** Opening Records to process block **

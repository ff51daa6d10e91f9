//! Configuration loader with file resolution and environment override support.

use super::error::{ConfigError, ConfigResult};
use super::schema::Config;
use std::path::{Path, PathBuf};
use std::str::FromStr;

/// Environment variable prefix for overrides
const ENV_PREFIX: &str = "TTY_SERIAL";

/// Config file name looked up in the current directory
const LOCAL_CONFIG_FILE_NAME: &str = "tty-serial.toml";

/// Config file name inside the per-user config directory
const CONFIG_FILE_NAME: &str = "config.toml";

/// Application directory name under the per-user config directory
const APP_DIR_NAME: &str = "tty-serial";

/// Environment variable for explicit config path
const CONFIG_PATH_ENV: &str = "TTY_SERIAL_CONFIG";

/// Configuration loader with resolution and override logic.
#[derive(Debug, Clone)]
pub struct ConfigLoader {
    /// Resolved config file path (if any)
    pub config_path: Option<PathBuf>,
    /// The loaded configuration
    pub config: Config,
}

impl ConfigLoader {
    /// Load configuration using standard resolution order.
    ///
    /// Resolution priority (highest to lowest):
    /// 1. `TTY_SERIAL_CONFIG` environment variable (explicit path)
    /// 2. `./tty-serial.toml` (current directory)
    /// 3. `$XDG_CONFIG_HOME/tty-serial/config.toml` (or `~/.config/...`)
    /// 4. Built-in defaults (no file required)
    ///
    /// Environment variables can override any config file values.
    pub fn load() -> ConfigResult<Self> {
        let config_path = resolve_config_path();

        let mut config = if let Some(ref path) = config_path {
            load_from_file(path)?
        } else {
            Config::default()
        };

        apply_env_overrides(&mut config)?;
        config.validate()?;

        Ok(Self { config_path, config })
    }

    /// Load configuration from a specific file path.
    pub fn load_from(path: impl AsRef<Path>) -> ConfigResult<Self> {
        let path = path.as_ref().to_path_buf();
        if !path.exists() {
            return Err(ConfigError::NotFound(path));
        }

        let mut config = load_from_file(&path)?;
        apply_env_overrides(&mut config)?;
        config.validate()?;

        Ok(Self {
            config_path: Some(path),
            config,
        })
    }

    /// Create a loader with default configuration (no file).
    pub fn with_defaults() -> Self {
        let mut config = Config::default();
        // Env overrides still apply; any bad override falls back to plain defaults.
        if apply_env_overrides(&mut config).is_err() || config.validate().is_err() {
            config = Config::default();
        }

        Self {
            config_path: None,
            config,
        }
    }

    /// Get the loaded configuration.
    pub fn config(&self) -> &Config {
        &self.config
    }

    /// Consume the loader and return the configuration.
    pub fn into_config(self) -> Config {
        self.config
    }

    /// Save the current configuration to a specific file.
    pub fn save_to(&self, path: impl AsRef<Path>) -> ConfigResult<()> {
        save_to_file(&self.config, path.as_ref())
    }
}

/// Resolve the configuration file path using standard locations.
pub fn resolve_config_path() -> Option<PathBuf> {
    // 1. Explicit environment variable
    if let Ok(path) = std::env::var(CONFIG_PATH_ENV) {
        let path = PathBuf::from(path);
        if path.exists() {
            return Some(path);
        }
    }

    // 2. Current directory
    let cwd_config = PathBuf::from(LOCAL_CONFIG_FILE_NAME);
    if cwd_config.exists() {
        return Some(cwd_config);
    }

    // 3. Per-user config directory
    if let Some(app_config) = get_default_config_path() {
        if app_config.exists() {
            return Some(app_config);
        }
    }

    None
}

/// Get the per-user config directory (`$XDG_CONFIG_HOME` or `~/.config`).
fn get_config_dir() -> Option<PathBuf> {
    std::env::var("XDG_CONFIG_HOME")
        .ok()
        .map(PathBuf::from)
        .or_else(|| {
            std::env::var("HOME")
                .ok()
                .map(|h| PathBuf::from(h).join(".config"))
        })
}

/// Load configuration from a file.
fn load_from_file(path: &Path) -> ConfigResult<Config> {
    let content = std::fs::read_to_string(path).map_err(|e| ConfigError::ReadError {
        path: path.to_path_buf(),
        source: e,
    })?;

    toml::from_str(&content).map_err(ConfigError::ParseError)
}

/// Save configuration to a file.
fn save_to_file(config: &Config, path: &Path) -> ConfigResult<()> {
    // Ensure parent directory exists
    if let Some(parent) = path.parent() {
        std::fs::create_dir_all(parent).map_err(|e| ConfigError::WriteError {
            path: path.to_path_buf(),
            source: e,
        })?;
    }

    let content = toml::to_string_pretty(config)?;
    std::fs::write(path, content).map_err(|e| ConfigError::WriteError {
        path: path.to_path_buf(),
        source: e,
    })
}

/// Read `TTY_SERIAL_<key>` and parse it, if set.
fn env_override<T: FromStr>(key: &str, what: &str) -> ConfigResult<Option<T>> {
    let var = format!("{}_{}", ENV_PREFIX, key);
    match std::env::var(&var) {
        Ok(val) => val
            .trim()
            .parse()
            .map(Some)
            .map_err(|_| ConfigError::env_parse(var, format!("Invalid {}", what))),
        Err(_) => Ok(None),
    }
}

/// Apply environment variable overrides to the configuration.
///
/// Environment variables follow the pattern: `TTY_SERIAL_<SECTION>_<KEY>`
/// For example:
/// - `TTY_SERIAL_SERIAL_DEVICE=/dev/ttyUSB0`
/// - `TTY_SERIAL_SERIAL_BAUD_RATE=115200`
/// - `TTY_SERIAL_LOGGING_LEVEL=debug`
fn apply_env_overrides(config: &mut Config) -> ConfigResult<()> {
    // Serial overrides
    if let Some(val) = env_override::<String>("SERIAL_DEVICE", "device")? {
        config.serial.device = Some(val);
    }
    if let Some(val) = env_override("SERIAL_BAUD_RATE", "baud rate")? {
        config.serial.baud_rate = val;
    }
    if let Some(val) = env_override("SERIAL_PARITY", "parity")? {
        config.serial.parity = val;
    }
    if let Some(val) = env_override("SERIAL_MIN_BYTES", "minimum byte count")? {
        config.serial.min_bytes = val;
    }
    if let Some(val) = env_override("SERIAL_TIMEOUT_DECISECONDS", "timeout")? {
        config.serial.timeout_deciseconds = val;
    }

    // Logging overrides
    if let Some(val) = env_override::<String>("LOGGING_LEVEL", "log level")? {
        config.logging.level = val;
    }
    if let Some(val) = env_override("LOGGING_FORMAT", "log format")? {
        config.logging.format = val;
    }

    Ok(())
}

/// Get the default config directory for creating new config files.
pub fn get_default_config_dir() -> Option<PathBuf> {
    get_config_dir().map(|d| d.join(APP_DIR_NAME))
}

/// Get the default config file path for creating new config files.
pub fn get_default_config_path() -> Option<PathBuf> {
    get_default_config_dir().map(|d| d.join(CONFIG_FILE_NAME))
}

** Closing Records to process block **

### Task statement:
All lines containing "content" in the material above should appear in your reply, copied exactly.

### Response to the exercise:
    let content = std::fs::read_to_string(path).map_err(|e| ConfigError::ReadError {
    toml::from_str(&content).map_err(ConfigError::ParseError)
    let content = toml::to_string_pretty(config)?;
    std::fs::write(path, content).map_err(|e| ConfigError::WriteError {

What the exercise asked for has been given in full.